Other doctors and researchers at The Ottawa Hospital are working on their own decision rules. Dr. Jeff Perry, for example, has been developing clinical rules regarding TIAs. A transient ischemic attack (TIA) occurs when blood flow to part of the brain is suddenly reduced by a blood clot.   Early treatment can help prevent a stroke. Dr. Venkatesh Thiruganasambandamoorthy has been developing rules for fainting, or syncope, because patients who faint might have a serious underlying heart condition.

“It’s how you identify those cases that are the needle in the haystack,” says Dr. Stiell.

Since the introduction of the Ottawa Ankle Rules, fewer ankle sprains are showing up in the emergency room. Dr. Stiell speculates some patients might be self-diagnosing (with a search for “Ottawa Ankle Rules” on YouTube, for example), or that walk-in clinics – which don’t usually have quick access to X-ray machines – have implemented the rules too.

Knowing how much research goes into medical care, even into something as seemingly mundane as a sprained ankle, should be reassuring for Ottawa residents. It’s just one more thing that sets The Ottawa Hospital apart from other hospitals.

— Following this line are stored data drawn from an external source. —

//! Error types for docvec

use thiserror::Error;

/// Result type alias for docvec operations
pub type Result<T> = std::result::Result<T, Error>;

/// Errors that can occur while transforming a document
#[derive(Error, Debug)]
pub enum Error {
    /// Input is not well-formed JSON or is not a flat array of objects
    #[error("malformed input at byte {offset}: {reason}")]
    MalformedInput { offset: u64, reason: String },

    /// A field holds a value shape the pipeline cannot handle
    #[error("unsupported shape for field `{field}`: {reason}")]
    UnsupportedShape { field: String, reason: String },

    /// Input ended inside an object, array or token
    #[error("incomplete record: input ended at byte {offset} inside {context}")]
    IncompleteRecord { offset: u64, context: &'static str },

    /// Embedding a field's content failed
    #[error("enrichment of field `{field}` failed: {reason}")]
    Enrichment { field: String, reason: String },

    /// Failed to load or run the embedding model
    #[error("embedding error: {0}")]
    Embedding(String),

    /// The array writer was driven out of order
    #[error("invalid serializer state: {0}")]
    InvalidSerializerState(String),

    /// Invalid configuration provided
    #[error("invalid input: {0}")]
    InvalidInput(String),

    /// Processing was stopped by a cancellation request
    #[error("cancelled")]
    Cancelled,

    #[error(transparent)]
    Io(#[from] std::io::Error),
}

impl Error {
    pub(crate) fn malformed(offset: u64, reason: impl Into<String>) -> Self {
        Self::MalformedInput {
            offset,
            reason: reason.into(),
        }
    }

    pub(crate) fn unsupported(field: impl Into<String>, reason: impl Into<String>) -> Self {
        Self::UnsupportedShape {
            field: field.into(),
            reason: reason.into(),
        }
    }
}
//! Records: one flat JSON object at a time
//!
//! A [`Record`] keeps its fields in input order so that serializing it back
//! reproduces the original layout with only the enriched fields changed.
//! [`RecordAccumulator`] rebuilds records from [`StreamParser`](crate::json::StreamParser) events.

use serde::ser::{Serialize, SerializeMap, Serializer};

use crate::embed::Embedding;
use crate::json::Literal;

/// The value of a single record field.
#[derive(Debug, Clone, PartialEq, serde::Serialize)]
#[serde(untagged)]
pub enum FieldValue {
    Text(String),
    TextList(Vec<String>),
    /// Number, boolean or null, passed through untouched
    Literal(Literal),
    Embedding(Embedding),
    EmbeddingList(Vec<Embedding>),
}

impl FieldValue {
    /// Short description of the value's shape, for error messages.
    pub fn kind(&self) -> &'static str {
        match self {
            Self::Text(_) => "a string",
            Self::TextList(_) => "a list of strings",
            Self::Literal(Literal::Null) => "null",
            Self::Literal(_) => "a non-string scalar",
            Self::Embedding(_) => "an embedding",
            Self::EmbeddingList(_) => "a list of embeddings",
        }
    }
}

/// An ordered mapping from field name to value.
#[derive(Debug, Clone, Default, PartialEq)]
pub struct Record {
    fields: Vec<(String, FieldValue)>,
}

impl Record {
    #[must_use]
    pub fn new() -> Self {
        Self::default()
    }

    pub fn get(&self, name: &str) -> Option<&FieldValue> {
        self.fields
            .iter()
            .find(|(key, _)| key == name)
            .map(|(_, value)| value)
    }

    pub fn contains(&self, name: &str) -> bool {
        self.get(name).is_some()
    }

    /// Appends a field. Callers are responsible for keeping names unique.
    pub fn push(&mut self, name: impl Into<String>, value: FieldValue) {
        self.fields.push((name.into(), value));
    }

    /// Replaces the value of an existing field in place, keeping its position.
    ///
    /// Returns the previous value, or `None` if the field does not exist.
    pub fn replace(&mut self, name: &str, value: FieldValue) -> Option<FieldValue> {
        self.fields
            .iter_mut()
            .find(|(key, _)| key == name)
            .map(|(_, slot)| std::mem::replace(slot, value))
    }

    pub fn iter(&self) -> impl Iterator<Item = (&str, &FieldValue)> {
        self.fields.iter().map(|(key, value)| (key.as_str(), value))
    }

    #[must_use]
    pub fn len(&self) -> usize {
        self.fields.len()
    }

    #[must_use]
    pub fn is_empty(&self) -> bool {
        self.fields.is_empty()
    }
}

impl Serialize for Record {
    fn serialize<S: Serializer>(&self, serializer: S) -> Result<S::Ok, S::Error> {
        let mut map = serializer.serialize_map(Some(self.fields.len()))?;
        for (key, value) in &self.fields {
            map.serialize_entry(key, value)?;
        }
        map.end()
    }
}

mod accumulator;

pub use accumulator::*;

“I think if they come to The Ottawa Hospital they’ll know the doctors here are using the most up-to-date techniques and often are well ahead of the curve because of the research environment they’re exposed to here,” says Dr. Stiell.

“We’re trying to base our practice on good solid evidence and in this field – emergency medicine – it’s new and there’s relatively little evidence, so the fact that more and more, we’re creating good evidence to help patients is great. I hope that continues for a long time.”